On Monday, August 28, the Oldham County Board of Education approved the addition of seven registered nurses to OCS staff, which will bring the district total to 17 nurses.

"Based on the needs of our students and looking at our financial situation, adding seven this year will get us well on our way to getting a nurse in every school, knowing that we still have some work to do next year," said Oldham County Schools Superintendent Greg Schultz. The hope is to add two more next year, which would result in a registered nurse in every school.

As our enrollment increases, so does the number of students with complex medical needs. "Nearly 14% of our students have some type of chronic health condition," said Lisa Burgess, Director of Health Services for Oldham County Schools. "We have 45 students alone with type 1 diabetes.
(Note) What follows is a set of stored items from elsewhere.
use colophon_extract::{CopyrightFields, Field, RESULT_HEADER, extract, render};

fn sample_page() -> Vec<&'static str> {
    vec![
        "图书在版编目（CIP）数据",
        "鲁迅文集：短篇小说卷/王编：人民文学出版社，2020年",
        "ISBN 978-7-115-12345-6",
        "Ⅰ.鲁… Ⅱ.王… IV.I210.4",
        "中国版本图书馆CIP数据核字(2020)第123456号",
        "开本：787×1092 1/16",
        "印张：12.5",
        "字数：350千字",
        "2020年5月第1版",
        "2021年3月第2次印刷",
        "定价：39.80元",
    ]
}

#[test]
fn full_page_fills_every_field() {
    let fields = extract(&sample_page());
    assert_eq!(fields.isbn.as_deref(), Some("ISBN 978-7-115-12345-6"));
    assert_eq!(fields.title.as_deref(), Some("短篇小说卷"));
    assert_eq!(fields.author.as_deref(), Some("王编："));
    assert_eq!(fields.publisher.as_deref(), Some("人民文学出版社"));
    assert_eq!(fields.publication_date.as_deref(), Some("2020年"));
    assert_eq!(fields.edition.as_deref(), Some("2020年5月第1版"));
    assert_eq!(fields.print_run.as_deref(), Some("2021年3月第2次印刷"));
    assert_eq!(fields.price.as_deref(), Some("39.80元"));
    assert_eq!(fields.paper_format.as_deref(), Some("787×1092 1/16"));
    assert_eq!(fields.sheet_count.as_deref(), Some("12"));
    assert_eq!(fields.word_count.as_deref(), Some("350千字"));
    assert_eq!(
        fields.cip_number.as_deref(),
        Some("CIP数据核字(2020)第123456号")
    );
    assert_eq!(fields.classification.as_deref(), Some("IV.I210.4"));
}

#[test]
fn empty_input_yields_all_keys_with_empty_values() {
    let lines: Vec<String> = Vec::new();
    let fields = extract(&lines);
    assert_eq!(fields, CopyrightFields::default());
    assert!(fields.is_empty());
    let rendered = render(&fields);
    assert_eq!(rendered.lines().count(), 2 + Field::ALL.len());
}

#[test]
fn key_set_is_fixed_regardless_of_matches() {
    for lines in [vec!["ISBN 978-7-115-12345-6"], vec!["nothing here"], sample_page()] {
        let fields = extract(&lines);
        let keys: Vec<Field> = fields.entries().map(|(field, _)| field).collect();
        assert_eq!(keys, Field::ALL.to_vec());
    }
}

#[test]
fn isbn_line_is_reported_verbatim() {
    let fields = extract(&["ISBN 978-7-115-12345-6"]);
    assert_eq!(fields.isbn.as_deref(), Some("ISBN 978-7-115-12345-6"));
}

#[test]
fn edition_and_print_run_lines() {
    let fields = extract(&["2020年5月第1版"]);
    assert_eq!(fields.edition.as_deref(), Some("2020年5月第1版"));
    assert_eq!(fields.print_run, None);

    let fields = extract(&["2020年5月第1版", "2021年3月第2次印刷"]);
    assert_eq!(fields.edition.as_deref(), Some("2020年5月第1版"));
    assert_eq!(fields.print_run.as_deref(), Some("2021年3月第2次印刷"));
}

#[test]
fn first_edition_candidate_wins() {
    let fields = extract(&["2019年1月第1版", "2020年5月第2版"]);
    assert_eq!(fields.edition.as_deref(), Some("2019年1月第1版"));

    let fields = extract(&["2020年5月第2版", "2019年1月第1版"]);
    assert_eq!(fields.edition.as_deref(), Some("2020年5月第2版"));
}

#[test]
fn publication_line_populates_title_publisher_and_date() {
    let fields = extract(&["鲁迅文集：短篇小说卷/王编：人民文学出版社，2020年"]);
    assert_eq!(fields.title.as_deref(), Some("短篇小说卷"));
    assert_eq!(fields.publisher.as_deref(), Some("人民文学出版社"));
    assert_eq!(fields.publication_date.as_deref(), Some("2020年"));
}

#[test]
fn publication_line_is_not_offered_to_line_rules() {
    // The line mentions 版/年/月 but is consumed by the publication rule.
    let fields = extract(&["丛书：新版/张三主编：人民出版社，2020年5月第1版"]);
    assert_eq!(fields.edition, None);
    assert_eq!(fields.publication_date.as_deref(), Some("2020年5月第1版"));
}

#[test]
fn price_and_sheet_count() {
    let fields = extract(&["定价：39.80元", "印张：12.5"]);
    assert_eq!(fields.price.as_deref(), Some("39.80元"));
    assert_eq!(fields.sheet_count.as_deref(), Some("12"));
}

#[test]
fn cip_number_found_across_full_text() {
    let fields = extract(&["中国版本图书馆", "CIP 数据核字 (2018) 第 076543 号"]);
    assert_eq!(
        fields.cip_number.as_deref(),
        Some("CIP 数据核字 (2018) 第 076543 号")
    );
}

#[test]
fn render_lists_extracted_values() {
    let fields = extract(&["定价：39.80元"]);
    let rendered = render(&fields);
    assert!(rendered.starts_with(RESULT_HEADER));
    assert!(rendered.contains("\n定价：39.80元\n"));
    assert!(rendered.contains("\nISBN：\n"));
}
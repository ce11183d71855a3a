use crate::OcrError;

pub(super) const CLS_HEIGHT: u32 = 48;
pub(super) const CLS_WIDTH: u32 = 192;

/// Reads a two-class orientation output; true when the line is upside down
/// with a score above `threshold`.
pub(super) fn is_rotated(scores: &[f32], threshold: f32) -> Result<bool, OcrError> {
    let [upright, rotated, ..] = scores else {
        return Err(OcrError::backend(format!(
            "angle classifier produced {} scores, expected 2",
            scores.len()
        )));
    };
    Ok(rotated > upright && *rotated > threshold)
}

#[cfg(test)]
mod tests {
    use super::is_rotated;

    #[test]
    fn rotation_requires_confident_second_class() {
        assert!(is_rotated(&[0.05, 0.95], 0.9).unwrap());
        assert!(!is_rotated(&[0.15, 0.85], 0.9).unwrap());
        assert!(!is_rotated(&[0.95, 0.05], 0.9).unwrap());
        assert!(is_rotated(&[0.5], 0.9).is_err());
    }
}
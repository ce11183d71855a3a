use crate::error::OcrError;
use crate::request::OcrRequest;
use crate::response::OcrResponse;

/// Common interface for all OCR engines.
pub trait OcrEngine: Send + Sync {
    fn name(&self) -> &'static str;

    fn warm_up(&self) -> Result<(), OcrError> {
        Ok(())
    }

    fn recognize(&self, request: &OcrRequest<'_>) -> Result<OcrResponse, OcrError>;
}

/// Engine that never finds any text.
#[derive(Debug, Default)]
pub struct NoopOcrEngine;

impl OcrEngine for NoopOcrEngine {
    fn name(&self) -> &'static str {
        "noop"
    }

    fn recognize(&self, _: &OcrRequest<'_>) -> Result<OcrResponse, OcrError> {
        Ok(OcrResponse::empty())
    }
}

/// Stand-in for an engine that failed to initialise. Every recognition
/// reports the original failure.
#[derive(Debug, Clone)]
pub struct UnavailableOcrEngine {
    reason: String,
}

impl UnavailableOcrEngine {
    pub fn new(reason: impl Into<String>) -> Self {
        Self {
            reason: reason.into(),
        }
    }

    pub fn reason(&self) -> &str {
        &self.reason
    }
}

impl OcrEngine for UnavailableOcrEngine {
    fn name(&self) -> &'static str {
        "unavailable"
    }

    fn warm_up(&self) -> Result<(), OcrError> {
        Err(OcrError::Unavailable {
            message: self.reason.clone(),
        })
    }

    fn recognize(&self, _: &OcrRequest<'_>) -> Result<OcrResponse, OcrError> {
        Err(OcrError::Unavailable {
            message: self.reason.clone(),
        })
    }
}
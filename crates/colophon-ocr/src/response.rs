use crate::region::TextBounds;

/// One recognised text line.
#[derive(Debug, Clone)]
pub struct OcrText {
    pub bounds: TextBounds,
    pub text: String,
    pub confidence: Option<f32>,
}

impl OcrText {
    pub fn new(bounds: TextBounds, text: String) -> Self {
        Self {
            bounds,
            text,
            confidence: None,
        }
    }

    pub fn with_confidence(mut self, value: f32) -> Self {
        self.confidence = Some(value);
        self
    }
}

/// Recognised lines in detection order.
#[derive(Debug, Clone, Default)]
pub struct OcrResponse {
    pub texts: Vec<OcrText>,
}

impl OcrResponse {
    pub fn new(texts: Vec<OcrText>) -> Self {
        Self { texts }
    }

    pub fn empty() -> Self {
        Self { texts: Vec::new() }
    }

    /// Builds a response from bare strings; bounds are left zeroed.
    pub fn from_lines<I, S>(lines: I) -> Self
    where
        I: IntoIterator<Item = S>,
        S: Into<String>,
    {
        let texts = lines
            .into_iter()
            .map(|line| OcrText::new(TextBounds::new(0.0, 0.0, 0.0, 0.0), line.into()))
            .collect();
        Self { texts }
    }

    pub fn is_empty(&self) -> bool {
        self.texts.is_empty()
    }

    pub fn len(&self) -> usize {
        self.texts.len()
    }

    pub fn lines(&self) -> Vec<&str> {
        self.texts.iter().map(|entry| entry.text.as_str()).collect()
    }
}
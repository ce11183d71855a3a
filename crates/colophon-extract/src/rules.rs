use std::sync::LazyLock;

use regex::Regex;

use crate::fields::Field;

static DIGIT: LazyLock<Regex> = LazyLock::new(|| compile(r"\d"));
static EDITION: LazyLock<Regex> = LazyLock::new(|| compile(r"(\d{4})年(\d{1,2})月第(\d+)版"));
static PRINT_RUN: LazyLock<Regex> =
    LazyLock::new(|| compile(r"(\d{4})年(\d{1,2})月第(\d+)次印刷"));
static PRICE: LazyLock<Regex> = LazyLock::new(|| compile(r"\d+\.?\d*元"));
static PAPER_FORMAT: LazyLock<Regex> = LazyLock::new(|| compile(r"\d+\s*×\s*\d+\s*1/\d+"));
static SHEET_COUNT: LazyLock<Regex> = LazyLock::new(|| compile(r"印张[：:]*\s*(\d+)"));
static WORD_COUNT: LazyLock<Regex> = LazyLock::new(|| compile(r"字数[：:]*\s*(\d+)千?字"));

pub(crate) fn compile(pattern: &str) -> Regex {
    Regex::new(pattern).unwrap_or_else(|err| panic!("invalid built-in pattern {pattern}: {err}"))
}

/// One line-scoped category. `claims` decides whether the line belongs to the
/// category at all; `extract` pulls the value out of a claimed line.
pub(crate) struct LineRule {
    pub field: Field,
    pub claims: fn(&str) -> bool,
    pub extract: fn(&str) -> Option<String>,
}

/// Evaluated top to bottom; the first rule that claims a line owns it, even
/// when its field is already filled or its pattern does not match.
pub(crate) const LINE_RULES: [LineRule; 6] = [
    LineRule {
        field: Field::Edition,
        claims: claims_edition,
        extract: extract_edition,
    },
    LineRule {
        field: Field::PrintRun,
        claims: claims_print_run,
        extract: extract_print_run,
    },
    LineRule {
        field: Field::Price,
        claims: claims_price,
        extract: extract_price,
    },
    LineRule {
        field: Field::PaperFormat,
        claims: claims_paper_format,
        extract: extract_paper_format,
    },
    LineRule {
        field: Field::SheetCount,
        claims: claims_sheet_count,
        extract: extract_sheet_count,
    },
    LineRule {
        field: Field::WordCount,
        claims: claims_word_count,
        extract: extract_word_count,
    },
];

/// Returns the rule that owns `line`, if any.
pub(crate) fn claiming_rule(line: &str) -> Option<&'static LineRule> {
    LINE_RULES.iter().find(|rule| (rule.claims)(line))
}

fn contains_all(line: &str, needles: &[&str]) -> bool {
    needles.iter().all(|needle| line.contains(needle))
}

fn first_match(pattern: &Regex, line: &str) -> Option<String> {
    pattern.find(line).map(|found| found.as_str().to_string())
}

fn first_group(pattern: &Regex, line: &str) -> Option<String> {
    pattern
        .captures(line)
        .and_then(|caps| caps.get(1))
        .map(|group| group.as_str().to_string())
}

fn claims_edition(line: &str) -> bool {
    contains_all(line, &["版", "年", "月"])
}

fn extract_edition(line: &str) -> Option<String> {
    first_match(&EDITION, line)
}

fn claims_print_run(line: &str) -> bool {
    contains_all(line, &["印", "年", "月"])
}

fn extract_print_run(line: &str) -> Option<String> {
    first_match(&PRINT_RUN, line)
}

fn claims_price(line: &str) -> bool {
    line.contains("定价") || (line.contains('元') && DIGIT.is_match(line))
}

fn extract_price(line: &str) -> Option<String> {
    if line.contains("印张") {
        return None;
    }
    first_match(&PRICE, line)
}

fn claims_paper_format(line: &str) -> bool {
    line.contains("开本") || (line.contains('×') && line.contains('/'))
}

fn extract_paper_format(line: &str) -> Option<String> {
    first_match(&PAPER_FORMAT, line)
}

fn claims_sheet_count(line: &str) -> bool {
    line.contains("印张")
}

// Integer part only: "印张：12.5" yields "12".
fn extract_sheet_count(line: &str) -> Option<String> {
    first_group(&SHEET_COUNT, line)
}

fn claims_word_count(line: &str) -> bool {
    line.contains("字数") || line.contains("千字")
}

// The unit is always reported as 千字, whatever the page printed.
fn extract_word_count(line: &str) -> Option<String> {
    first_group(&WORD_COUNT, line).map(|count| format!("{count}千字"))
}
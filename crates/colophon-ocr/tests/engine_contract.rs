use std::path::Path;
use std::sync::Mutex;

use colophon_ocr::{
    NoopOcrEngine, OcrEngine, OcrError, OcrRequest, OcrResponse, UnavailableOcrEngine,
    available_engines,
};

struct ScriptedEngine {
    replies: Mutex<Vec<Result<OcrResponse, OcrError>>>,
}

impl OcrEngine for ScriptedEngine {
    fn name(&self) -> &'static str {
        "scripted"
    }

    fn recognize(&self, _: &OcrRequest<'_>) -> Result<OcrResponse, OcrError> {
        self.replies
            .lock()
            .unwrap()
            .pop()
            .unwrap_or_else(|| Ok(OcrResponse::empty()))
    }
}

#[test]
fn noop_engine_finds_nothing() {
    let engine = NoopOcrEngine;
    engine.warm_up().unwrap();
    let response = engine
        .recognize(&OcrRequest::new(Path::new("page.png")))
        .unwrap();
    assert!(response.is_empty());
    assert_eq!(engine.name(), "noop");
}

#[test]
fn unavailable_engine_reports_its_reason() {
    let engine = UnavailableOcrEngine::new("models missing");
    assert_eq!(engine.reason(), "models missing");
    let err = engine
        .recognize(&OcrRequest::new(Path::new("page.png")))
        .unwrap_err();
    assert!(matches!(err, OcrError::Unavailable { .. }));
    assert!(err.to_string().contains("models missing"));
    assert!(engine.warm_up().is_err());
}

#[test]
fn engines_are_usable_as_trait_objects() {
    let engine: Box<dyn OcrEngine> = Box::new(ScriptedEngine {
        replies: Mutex::new(vec![
            Err(OcrError::backend("inference failed")),
            Ok(OcrResponse::from_lines(["ISBN 978-7-115-12345-6", "定价：39.80元"])),
        ]),
    });
    let request = OcrRequest::new(Path::new("page.jpg"));

    let first = engine.recognize(&request).unwrap();
    assert_eq!(first.len(), 2);
    assert_eq!(first.lines(), vec!["ISBN 978-7-115-12345-6", "定价：39.80元"]);

    let second = engine.recognize(&request).unwrap_err();
    assert_eq!(second.to_string(), "backend error: inference failed");
}

#[test]
fn noop_is_always_compiled_in() {
    assert!(available_engines().contains(&"noop"));
}

#[cfg(feature = "engine-onnx")]
#[test]
fn onnx_engine_reports_missing_models() {
    use colophon_ocr::{OnnxOcrConfig, OnnxOcrEngine};

    let dir = tempfile::tempdir().unwrap();
    let config = OnnxOcrConfig::new(
        dir.path().join("det.onnx"),
        dir.path().join("rec.onnx"),
        dir.path().join("keys.txt"),
    );
    match OnnxOcrEngine::new(config) {
        Err(OcrError::Model { path, .. }) => assert_eq!(path, dir.path().join("det.onnx")),
        Err(other) => panic!("unexpected error: {other}"),
        Ok(_) => panic!("engine should not start without models"),
    }
}
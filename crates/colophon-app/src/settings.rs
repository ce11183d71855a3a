use std::env;
use std::fs;
use std::path::{Path, PathBuf};

use clap::ValueEnum;
use colophon_ocr::{
    DEFAULT_BOX_THRESH, DEFAULT_DET_LIMIT_SIDE_LEN, DEFAULT_DET_THRESH, DEFAULT_DROP_SCORE,
    DEFAULT_UNCLIP_RATIO, OnnxOcrConfig,
};
use directories::{BaseDirs, ProjectDirs};
use serde::Deserialize;
use thiserror::Error;

use crate::cli::{CliArgs, CliSources, OcrBackend};

pub const PROJECT_CONFIG_FILE: &str = "colophon.toml";
pub const DEFAULT_DET_MODEL: &str = "ch_PP-OCRv4_det_infer.onnx";
pub const DEFAULT_REC_MODEL: &str = "ch_PP-OCRv4_rec_infer.onnx";
pub const DEFAULT_CLS_MODEL: &str = "ch_ppocr_mobile_v2.0_cls_infer.onnx";
pub const DEFAULT_DICT: &str = "ppocr_keys_v1.txt";
const DEFAULT_MODELS_DIR: &str = "models";
const MIN_DET_SIDE_LEN: u32 = 32;

#[derive(Debug, Default, Deserialize)]
#[serde(default)]
struct FileConfig {
    log_level: Option<String>,
    ocr: Option<OcrFileConfig>,
}

#[derive(Debug, Default, Deserialize)]
#[serde(default)]
struct OcrFileConfig {
    backend: Option<String>,
    models_dir: Option<String>,
    det_model: Option<String>,
    rec_model: Option<String>,
    cls_model: Option<String>,
    dict: Option<String>,
    use_angle_cls: Option<bool>,
    det_limit_side_len: Option<u32>,
    det_thresh: Option<f32>,
    box_thresh: Option<f32>,
    unclip_ratio: Option<f32>,
    drop_score: Option<f32>,
}

#[derive(Debug)]
pub struct EffectiveSettings {
    pub log_level: String,
    pub ocr: OcrSettings,
    pub image: Option<PathBuf>,
    pub config_path: Option<PathBuf>,
}

#[derive(Debug, Clone, PartialEq)]
pub struct OcrSettings {
    pub backend: OcrBackend,
    pub models_dir: PathBuf,
    pub det_model: PathBuf,
    pub rec_model: PathBuf,
    /// `None` when the angle classifier is disabled.
    pub cls_model: Option<PathBuf>,
    pub dict: PathBuf,
    pub det_limit_side_len: u32,
    pub det_thresh: f32,
    pub box_thresh: f32,
    pub unclip_ratio: f32,
    pub drop_score: f32,
}

impl OcrSettings {
    pub fn onnx_config(&self) -> OnnxOcrConfig {
        let mut config = OnnxOcrConfig::new(
            self.det_model.clone(),
            self.rec_model.clone(),
            self.dict.clone(),
        );
        if let Some(cls_model) = &self.cls_model {
            config = config.with_angle_classifier(cls_model.clone());
        }
        config.det_limit_side_len = self.det_limit_side_len;
        config.det_thresh = self.det_thresh;
        config.box_thresh = self.box_thresh;
        config.unclip_ratio = self.unclip_ratio;
        config.drop_score = self.drop_score;
        config
    }
}

#[derive(Debug, Error)]
pub enum ConfigError {
    #[error("failed to read config file {path}: {source}", path = .path.display())]
    Io {
        path: PathBuf,
        source: std::io::Error,
    },
    #[error("failed to parse config file {path}: {source}", path = .path.display())]
    Parse {
        path: PathBuf,
        source: toml::de::Error,
    },
    #[error("invalid value '{value}' for '{field}'{}", location(.path))]
    InvalidValue {
        path: Option<PathBuf>,
        field: &'static str,
        value: String,
    },
    #[error("config file {path} does not exist", path = .path.display())]
    NotFound { path: PathBuf },
}

fn location(path: &Option<PathBuf>) -> String {
    match path {
        Some(path) => format!(" in {}", path.display()),
        None => String::new(),
    }
}

pub fn resolve_settings(
    cli: &CliArgs,
    sources: &CliSources,
) -> Result<EffectiveSettings, ConfigError> {
    let (file, config_path) = load_config(cli.config.as_deref())?;
    merge(cli, sources, file, config_path)
}

fn load_config(path_override: Option<&Path>) -> Result<(FileConfig, Option<PathBuf>), ConfigError> {
    if let Some(path) = path_override {
        let path = expand_pathbuf(path.to_path_buf());
        if !path.exists() {
            return Err(ConfigError::NotFound { path });
        }
        return read_config(path);
    }

    for candidate in [project_config_path(), default_config_path()]
        .into_iter()
        .flatten()
    {
        if candidate.exists() {
            return read_config(candidate);
        }
    }
    Ok((FileConfig::default(), None))
}

fn read_config(path: PathBuf) -> Result<(FileConfig, Option<PathBuf>), ConfigError> {
    let contents = fs::read_to_string(&path).map_err(|source| ConfigError::Io {
        path: path.clone(),
        source,
    })?;
    let config = toml::from_str(&contents).map_err(|source| ConfigError::Parse {
        path: path.clone(),
        source,
    })?;
    Ok((config, Some(path)))
}

fn merge(
    cli: &CliArgs,
    sources: &CliSources,
    file: FileConfig,
    config_path: Option<PathBuf>,
) -> Result<EffectiveSettings, ConfigError> {
    let config_dir = config_path
        .as_ref()
        .and_then(|path| path.parent().map(|dir| dir.to_path_buf()));

    let FileConfig {
        log_level: file_log_level,
        ocr: file_ocr,
    } = file;
    let OcrFileConfig {
        backend: file_backend,
        models_dir: file_models_dir,
        det_model,
        rec_model,
        cls_model,
        dict,
        use_angle_cls,
        det_limit_side_len,
        det_thresh,
        box_thresh,
        unclip_ratio,
        drop_score,
    } = file_ocr.unwrap_or_default();

    let mut log_level = cli.log_level.clone();
    if !sources.log_level_from_cli {
        if let Some(value) = normalize_string(file_log_level) {
            log_level = value;
        }
    }

    let mut backend = cli.ocr_backend;
    if !sources.ocr_backend_from_cli {
        if let Some(value) = normalize_string(file_backend) {
            backend = parse_backend(&value, config_path.as_ref())?;
        }
    }

    let models_dir = if let Some(dir) = cli.models_dir.clone() {
        expand_pathbuf(dir)
    } else if let Some(dir) = normalize_string(file_models_dir)
        .and_then(|dir| resolve_path_from_config(dir, config_dir.as_deref()))
    {
        dir
    } else {
        default_models_dir()
    };

    let model_path = |value: Option<String>, default: &str| {
        let name = normalize_string(value).unwrap_or_else(|| default.to_string());
        let expanded = expand_home_path(&name);
        if expanded.is_absolute() {
            expanded
        } else {
            models_dir.join(expanded)
        }
    };
    let det_model = model_path(det_model, DEFAULT_DET_MODEL);
    let rec_model = model_path(rec_model, DEFAULT_REC_MODEL);
    let cls_model = use_angle_cls
        .unwrap_or(true)
        .then(|| model_path(cls_model, DEFAULT_CLS_MODEL));
    let dict = model_path(dict, DEFAULT_DICT);

    let ocr = OcrSettings {
        backend,
        det_model,
        rec_model,
        cls_model,
        dict,
        models_dir,
        det_limit_side_len: det_limit_side_len.unwrap_or(DEFAULT_DET_LIMIT_SIDE_LEN),
        det_thresh: det_thresh.unwrap_or(DEFAULT_DET_THRESH),
        box_thresh: box_thresh.unwrap_or(DEFAULT_BOX_THRESH),
        unclip_ratio: unclip_ratio.unwrap_or(DEFAULT_UNCLIP_RATIO),
        drop_score: drop_score.unwrap_or(DEFAULT_DROP_SCORE),
    };
    validate(&ocr, config_path.as_ref())?;

    Ok(EffectiveSettings {
        log_level,
        ocr,
        image: cli.image.clone().map(expand_pathbuf),
        config_path,
    })
}

fn validate(ocr: &OcrSettings, path: Option<&PathBuf>) -> Result<(), ConfigError> {
    let invalid = |field: &'static str, value: String| ConfigError::InvalidValue {
        path: path.cloned(),
        field,
        value,
    };

    if ocr.det_limit_side_len < MIN_DET_SIDE_LEN {
        return Err(invalid(
            "det_limit_side_len",
            ocr.det_limit_side_len.to_string(),
        ));
    }
    for (field, value) in [
        ("det_thresh", ocr.det_thresh),
        ("box_thresh", ocr.box_thresh),
        ("drop_score", ocr.drop_score),
    ] {
        if !(0.0..=1.0).contains(&value) {
            return Err(invalid(field, value.to_string()));
        }
    }
    if !(ocr.unclip_ratio.is_finite() && ocr.unclip_ratio > 0.0) {
        return Err(invalid("unclip_ratio", ocr.unclip_ratio.to_string()));
    }
    Ok(())
}

fn default_config_path() -> Option<PathBuf> {
    ProjectDirs::from("rs", "colophon", "colophon").map(|dirs| dirs.config_dir().join("config.toml"))
}

fn project_config_path() -> Option<PathBuf> {
    env::current_dir()
        .ok()
        .map(|dir| dir.join(PROJECT_CONFIG_FILE))
}

fn default_models_dir() -> PathBuf {
    ProjectDirs::from("rs", "colophon", "colophon")
        .map(|dirs| dirs.data_dir().join(DEFAULT_MODELS_DIR))
        .unwrap_or_else(|| PathBuf::from(DEFAULT_MODELS_DIR))
}

fn normalize_string(value: Option<String>) -> Option<String> {
    value.and_then(|v| {
        let trimmed = v.trim();
        if trimmed.is_empty() {
            None
        } else {
            Some(trimmed.to_string())
        }
    })
}

fn expand_pathbuf(path: PathBuf) -> PathBuf {
    match path.to_str() {
        Some(s) => expand_home_path(s),
        None => path,
    }
}

fn resolve_path_from_config(value: String, base: Option<&Path>) -> Option<PathBuf> {
    let trimmed = value.trim();
    if trimmed.is_empty() {
        return None;
    }
    let expanded = expand_home_path(trimmed);
    match base {
        Some(base) if !expanded.is_absolute() => Some(base.join(expanded)),
        _ => Some(expanded),
    }
}

fn expand_home_path(value: &str) -> PathBuf {
    if value == "~" {
        if let Some(base) = BaseDirs::new() {
            return base.home_dir().to_path_buf();
        }
    } else if let Some(stripped) = value.strip_prefix("~/") {
        if let Some(base) = BaseDirs::new() {
            return base.home_dir().join(stripped);
        }
    }
    PathBuf::from(value)
}

fn parse_backend(value: &str, path: Option<&PathBuf>) -> Result<OcrBackend, ConfigError> {
    OcrBackend::from_str(value, true).map_err(|_| ConfigError::InvalidValue {
        path: path.cloned(),
        field: "ocr.backend",
        value: value.to_string(),
    })
}
use std::path::Path;

/// OCR invocation metadata.
#[derive(Debug, Clone, Copy)]
pub struct OcrRequest<'a> {
    image: &'a Path,
}

impl<'a> OcrRequest<'a> {
    pub fn new(image: &'a Path) -> Self {
        Self { image }
    }

    /// Raster image file to read.
    pub fn image(&self) -> &'a Path {
        self.image
    }
}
For whatever reason, these numbers are increasing and these students require close monitoring."

In addition to tending to simple health issues and administering medication, school nurses also tend to chronically ill students needing care on a daily basis, train staff on various medical procedures, and administer annual vision and hearing screenings to students.

Student well-being and education is of the utmost importance to OCS. By increasing the number of nurses to 17, students will have quicker access to care and nurses will be better prepared for an emergency. Additionally, by having a dedicated nurse on campus, there will be increased opportunity for implementing health and wellness education in the classroom and on campus.

According to the Kentucky School Nurses Association, only 46% of US schools have a full time nurse and only 44% of KY public schools have a full time nurse. The goal of the Kentucky Nurses Association is to have a nurse in every KY school by 2018.